Symptoms
Symptoms vary widely but often include:
Feelings of detachment from oneself or one's surroundings (depersonalization or derealization).
A sense of unreality.
Memory problems or gaps in recall (amnesia).
Confusion about identity.
Emotional numbing.
A sense of being separate from one's body.
Difficulties with sense of self, or identity.
Causes
The primary cause is thought to be severe trauma, particularly childhood abuse or neglect. Other factors that may contribute include:
Overwhelming stress.
Experiences of violence or natural disasters.
A genetic predisposition combined with environmental factors.
Medicine Used
There is no specific medication to treat dissociation directly. However, medication may be used to manage co-occurring conditions, such as:
Antidepressants (SSRIs, SNRIs) for depression or anxiety.
Anti-anxiety medications (use with caution due to potential for dependence).
Mood stabilizers for mood swings.
Anti-psychotics (in low doses) for severe detachment or psychosis-like symtoms.
Precautions
Engage in therapy with a therapist trained in trauma and dissociation.
Develop coping skills for managing distress and flashbacks.
Create a safe and stable environment.
Practice self-care activities.
Avoid substance use, as it can worsen symptoms.
Learn grounding techniques to stay present.
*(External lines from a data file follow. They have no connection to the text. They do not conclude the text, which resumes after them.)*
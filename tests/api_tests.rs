use std::sync::Arc;

use axum::{
    body::Body,
    http::{header, Method, Request, StatusCode},
    Router,
};
use http_body_util::BodyExt;
use serde_json::{json, Value};
use tower::ServiceExt;

use padosi::models::{GeoPoint, NewEntity};
use padosi::server::{router, AppState, SearchResult};
use padosi::store::MemoryStore;

fn entity(id: u64, name: &str, deals_in: &[&str], lat: f64, lon: f64) -> NewEntity {
    NewEntity {
        id: Some(id),
        name: name.to_string(),
        description: format!("{} description", name),
        location: Some(GeoPoint::new(lat, lon).unwrap()),
        deals_in: deals_in.iter().map(|s| s.to_string()).collect(),
        is_active: true,
        ..Default::default()
    }
}

fn spawn_app() -> Router {
    let store = MemoryStore::new();
    // Roughly 0, 50 and 200 km north of the origin
    store.create_entity(entity(1, "Origin Grocers", &["groceries"], 0.0, 0.0)).unwrap();
    store.create_entity(entity(2, "Bean There", &["coffee shop"], 50.0 / 110.574, 0.0)).unwrap();
    store.create_entity(entity(3, "Far Hardware", &["tools"], 200.0 / 110.574, 0.0)).unwrap();
    store
        .create_entity(NewEntity {
            is_active: false,
            ..entity(4, "Closed Cafe", &["coffee shop"], 0.0, 0.0)
        })
        .unwrap();
    store
        .create_entity(NewEntity {
            location: None,
            ..entity(5, "Online Coffee", &[], 0.0, 0.0)
        })
        .unwrap();

    router(Arc::new(AppState::new(store, 10.0)))
}

async fn get(app: &Router, uri: &str) -> (StatusCode, Value) {
    let response = app
        .clone()
        .oneshot(Request::builder().uri(uri).body(Body::empty()).unwrap())
        .await
        .unwrap();
    let status = response.status();
    let body = response.into_body().collect().await.unwrap().to_bytes();
    (status, serde_json::from_slice(&body).unwrap())
}

async fn post(app: &Router, uri: &str, body: Value) -> (StatusCode, Value) {
    post_raw(app, uri, body.to_string()).await
}

async fn post_raw(app: &Router, uri: &str, body: String) -> (StatusCode, Value) {
    let response = app
        .clone()
        .oneshot(
            Request::builder()
                .method(Method::POST)
                .uri(uri)
                .header(header::CONTENT_TYPE, "application/json")
                .body(Body::from(body))
                .unwrap(),
        )
        .await
        .unwrap();
    let status = response.status();
    let body = response.into_body().collect().await.unwrap().to_bytes();
    (status, serde_json::from_slice(&body).unwrap())
}

fn ids(body: &Value) -> Vec<u64> {
    body.as_array()
        .unwrap()
        .iter()
        .map(|r| r["id"].as_u64().unwrap())
        .collect()
}

#[tokio::test]
async fn test_health() {
    let app = spawn_app();
    let (status, body) = get(&app, "/health").await;
    assert_eq!(status, StatusCode::OK);
    assert_eq!(body["status"], "ok");
    assert_eq!(body["entities"], 5);
}

#[tokio::test]
async fn test_radius_search_ranks_by_distance() {
    let app = spawn_app();
    let (status, body) = get(&app, "/v1/entities/search?lat=0&lon=0&radius=100").await;
    assert_eq!(status, StatusCode::OK);
    assert_eq!(ids(&body), vec![1, 2]);

    let results: Vec<SearchResult> = serde_json::from_value(body).unwrap();
    assert_eq!(results[0].distance, Some(0.0));
    assert!((results[1].distance.unwrap() - 50.0).abs() < 0.5);
    assert_eq!(results[0].location, Some(GeoPoint::new(0.0, 0.0).unwrap()));
}

#[tokio::test]
async fn test_default_radius_applies() {
    let app = spawn_app();
    let (status, body) = get(&app, "/v1/entities/search?lat=0&lon=0").await;
    assert_eq!(status, StatusCode::OK);
    assert_eq!(ids(&body), vec![1]);
}

#[tokio::test]
async fn test_text_search_matches_tags_without_distance() {
    let app = spawn_app();
    let (status, body) = get(&app, "/v1/entities/search?q=shop").await;
    assert_eq!(status, StatusCode::OK);
    assert_eq!(ids(&body), vec![2]);
    assert!(body[0].get("distance").is_none());
    assert!(body[0].get("tags").is_none());
}

#[tokio::test]
async fn test_no_filters_returns_active_in_storage_order() {
    let app = spawn_app();
    let (_, body) = get(&app, "/v1/entities/search").await;
    assert_eq!(ids(&body), vec![1, 2, 3, 5]);
    assert!(body[3]["location"].is_null());
}

#[tokio::test]
async fn test_invalid_coordinates_rejected() {
    let app = spawn_app();
    for uri in [
        "/v1/entities/search?lat=91&lon=0",
        "/v1/entities/search?lat=0&lon=-181",
        "/v1/entities/search?lat=north&lon=0",
    ] {
        let (status, body) = get(&app, uri).await;
        assert_eq!(status, StatusCode::BAD_REQUEST, "{}", uri);
        assert!(body["error"].as_str().unwrap().starts_with("Invalid coordinates"));
    }
}

#[tokio::test]
async fn test_invalid_radius_rejected() {
    let app = spawn_app();
    let (status, body) = get(&app, "/v1/entities/search?lat=1&lon=1&radius=-5").await;
    assert_eq!(status, StatusCode::BAD_REQUEST);
    assert!(body["error"].as_str().unwrap().starts_with("Invalid radius"));

    // Without a center the radius is ignored
    let (status, _) = get(&app, "/v1/entities/search?radius=-5").await;
    assert_eq!(status, StatusCode::OK);
}

#[tokio::test]
async fn test_no_match_is_empty_array() {
    let app = spawn_app();
    let (status, body) = get(&app, "/v1/entities/search?q=submarine&lat=0&lon=0").await;
    assert_eq!(status, StatusCode::OK);
    assert_eq!(body, json!([]));
}

#[tokio::test]
async fn test_create_entity_rejects_bad_location() {
    let app = spawn_app();
    let (status, body) = post(
        &app,
        "/v1/entities",
        json!({"name": "Moon Base", "location": {"latitude": 100.0, "longitude": 0.0}}),
    )
    .await;
    assert_eq!(status, StatusCode::BAD_REQUEST);
    assert!(body["error"].as_str().unwrap().contains("Invalid location"));

    let (_, health) = get(&app, "/health").await;
    assert_eq!(health["entities"], 5);
}

#[tokio::test]
async fn test_created_records_are_searchable() {
    let app = spawn_app();
    let (status, created) = post(
        &app,
        "/v1/entities",
        json!({
            "name": "Corner Bakery",
            "location": {"latitude": 0.01, "longitude": 0.0},
            "deals_in": ["bread"],
            "created_by": 42
        }),
    )
    .await;
    assert_eq!(status, StatusCode::CREATED);
    assert_eq!(created["users"][0]["role"], "admin");
    let vendor = created["id"].as_u64().unwrap();

    let (status, _) = post(
        &app,
        "/v1/listings",
        json!({
            "vendor": vendor,
            "title": "Sourdough loaf",
            "price_cents": 450,
            "listing_type": "product",
            "location": {"latitude": 0.01, "longitude": 0.0},
            "expiry_date": "2999-01-01T00:00:00Z"
        }),
    )
    .await;
    assert_eq!(status, StatusCode::CREATED);

    let (_, body) = get(&app, "/v1/listings/search?q=sourdough&lat=0&lon=0&radius=5").await;
    assert_eq!(body.as_array().unwrap().len(), 1);
    assert_eq!(body[0]["name"], "Sourdough loaf");

    let (status, _) = post(
        &app,
        "/v1/listings",
        json!({
            "vendor": 999,
            "title": "Ghost",
            "price_cents": 1,
            "listing_type": "product",
            "location": {"latitude": 0.0, "longitude": 0.0},
            "expiry_date": "2999-01-01T00:00:00Z"
        }),
    )
    .await;
    assert_eq!(status, StatusCode::NOT_FOUND);
}

#[tokio::test]
async fn test_repeated_search_is_identical() {
    let app = spawn_app();
    let uri = "/v1/entities/search?q=e&lat=0.5&lon=0&radius=300";
    let (_, first) = get(&app, uri).await;
    let (_, second) = get(&app, uri).await;
    assert_eq!(first, second);
}

#[tokio::test]
async fn test_malformed_requests_get_json_errors() {
    let app = spawn_app();

    let (status, body) = get(&app, "/v1/entities/search?lat=1&lat=2&lon=0").await;
    assert_eq!(status, StatusCode::BAD_REQUEST);
    assert!(body["error"].is_string());

    let (status, body) = post_raw(&app, "/v1/entities", "{\"name\": ".to_string()).await;
    assert_eq!(status, StatusCode::BAD_REQUEST);
    assert!(body["error"].is_string());

    let (status, body) = post(&app, "/v1/entities", json!({"description": "no name"})).await;
    assert!(status.is_client_error());
    assert!(body["error"].is_string());
}

#[tokio::test]
async fn test_create_entity_rejects_max_id() {
    let app = spawn_app();
    let (status, body) = post(
        &app,
        "/v1/entities",
        json!({"id": u64::MAX, "name": "Edge", "location": {"latitude": 0.0, "longitude": 0.0}}),
    )
    .await;
    assert_eq!(status, StatusCode::BAD_REQUEST);
    assert!(body["error"].as_str().unwrap().contains("out of range"));

    let (_, health) = get(&app, "/health").await;
    assert_eq!(health["entities"], 5);
}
How long does an outbreak last?
The duration of symptoms varies significantly. Some people experience short-lived episodes, while others have chronic, ongoing symptoms. The "outbreak" may refer to increase in symptoms during stressfull events. The timeline is highly individual.
How is it diagnosed?
Diagnosis involves:
A thorough clinical interview by a mental health professional.
Assessment of dissociative symptoms using standardized questionnaires and scales (e.g., Dissociative Experiences Scale - DES).
Ruling out other medical or psychiatric conditions.
Gathering information about the person's history, including trauma history.
Observing the person's behavior and thought patterns.
Considering the DSM-5 criteria for UDD (symptoms cause significant distress or impairment, but do not meet criteria for other dissociative disorders).
Timeline of Symptoms
The timeline of symptoms is highly variable. Symptoms may:
Begin in childhood following trauma.
Emerge later in life, triggered by a stressful event.
Be episodic, with periods of remission and exacerbation.
Be chronic and persistent.
Change over time in nature and intensity.
Important Considerations
UDD is a complex condition that often co-occurs with other mental health disorders (e.g., PTSD, depression, anxiety, borderline personality disorder).
Treatment requires a trauma-informed approach.
Building trust and safety in the therapeutic relationship is crucial.
Recovery is possible with appropriate treatment and support.
Self-harm and suicidal ideation are risks.
It's important to find a mental health professional with experience in treating dissociative disorders.